Data for analysis
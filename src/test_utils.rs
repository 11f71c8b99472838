//! Shared helpers for unit tests

use crate::crawler::PageFetcher;
use serde_json::{Map, Value};
use std::collections::HashMap;
use std::sync::Mutex;

/// A `PageFetcher` that answers from fixed documents and records every URL
///
/// Unknown URLs answer `{}`, the same as a failed fetch.
#[derive(Default)]
pub struct ScriptedFetcher {
    pages: HashMap<String, Value>,
    probes: HashMap<String, Value>,
    requests: Mutex<Vec<String>>,
    ephemeral_requests: Mutex<Vec<String>>,
}

impl ScriptedFetcher {
    pub fn new() -> Self {
        Self::default()
    }

    /// Answer for `fetch(url)`
    pub fn with_page(mut self, url: &str, document: Value) -> Self {
        self.pages.insert(url.to_string(), document);
        self
    }

    /// Answer for `fetch_ephemeral(url)`
    pub fn with_probe(mut self, url: &str, document: Value) -> Self {
        self.probes.insert(url.to_string(), document);
        self
    }

    /// Takes over every scripted answer of `other`
    pub fn absorb(&mut self, other: ScriptedFetcher) {
        self.pages.extend(other.pages);
        self.probes.extend(other.probes);
    }

    pub fn requests(&self) -> Vec<String> {
        self.requests.lock().unwrap().clone()
    }

    pub fn ephemeral_requests(&self) -> Vec<String> {
        self.ephemeral_requests.lock().unwrap().clone()
    }

    pub fn total_requests(&self) -> usize {
        self.requests.lock().unwrap().len() + self.ephemeral_requests.lock().unwrap().len()
    }
}

impl PageFetcher for ScriptedFetcher {
    async fn fetch(&self, url: &str) -> Value {
        self.requests.lock().unwrap().push(url.to_string());
        self.pages
            .get(url)
            .cloned()
            .unwrap_or_else(|| Value::Object(Map::new()))
    }

    async fn fetch_ephemeral(&self, url: &str) -> Value {
        self.ephemeral_requests.lock().unwrap().push(url.to_string());
        self.probes
            .get(url)
            .cloned()
            .unwrap_or_else(|| Value::Object(Map::new()))
    }
}

/// Builds a scripted catalog rooted at `base`
///
/// Departments are declared with their children; leaves list products.
/// Every listing gets a terminating empty second page, and every leaf probe
/// answers with the "no children" message.
pub struct CatalogScript {
    base: String,
    fetcher: ScriptedFetcher,
}

impl CatalogScript {
    pub fn new(base: &str) -> Self {
        Self {
            base: base.to_string(),
            fetcher: ScriptedFetcher::new(),
        }
    }

    fn listing(&self, slug: &str, page: u32) -> String {
        format!(
            "{}{}?offers_limit=100&per_page=100&page={}",
            self.base, slug, page
        )
    }

    /// Declares the listing of `slug` (id `id`, `None` for the store root)
    pub fn listing_of(mut self, slug: &str, id: Option<i64>, children: Value) -> Self {
        let mut first = serde_json::json!({ "departments": children });
        if let Some(id) = id {
            first["department"] = serde_json::json!({ "id": id });
        }
        let first_url = self.listing(slug, 1);
        let second_url = self.listing(slug, 2);
        self.fetcher = self
            .fetcher
            .with_page(&first_url, first)
            .with_page(&second_url, serde_json::json!({ "departments": [] }));
        self
    }

    /// Declares `slug` as a leaf for the children probe
    pub fn leaf(mut self, slug: &str) -> Self {
        let url = format!("{}{}", self.base, slug);
        self.fetcher = self.fetcher.with_probe(
            &url,
            serde_json::json!({ "message": "category without children" }),
        );
        self
    }

    pub fn build(self) -> ScriptedFetcher {
        self.fetcher
    }
}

Exercise brief
From the line containing "pub fn listing_of(mut" down to the last line of the records above, print every line exactly, with both ends kept.

Solution
    pub fn listing_of(mut self, slug: &str, id: Option<i64>, children: Value) -> Self {
        let mut first = serde_json::json!({ "departments": children });
        if let Some(id) = id {
            first["department"] = serde_json::json!({ "id": id });
        }
        let first_url = self.listing(slug, 1);
        let second_url = self.listing(slug, 2);
        self.fetcher = self
            .fetcher
            .with_page(&first_url, first)
            .with_page(&second_url, serde_json::json!({ "departments": [] }));
        self
    }

    /// Declares `slug` as a leaf for the children probe
    pub fn leaf(mut self, slug: &str) -> Self {
        let url = format!("{}{}", self.base, slug);
        self.fetcher = self.fetcher.with_probe(
            &url,
            serde_json::json!({ "message": "category without children" }),
        );
        self
    }

    pub fn build(self) -> ScriptedFetcher {
        self.fetcher
    }
}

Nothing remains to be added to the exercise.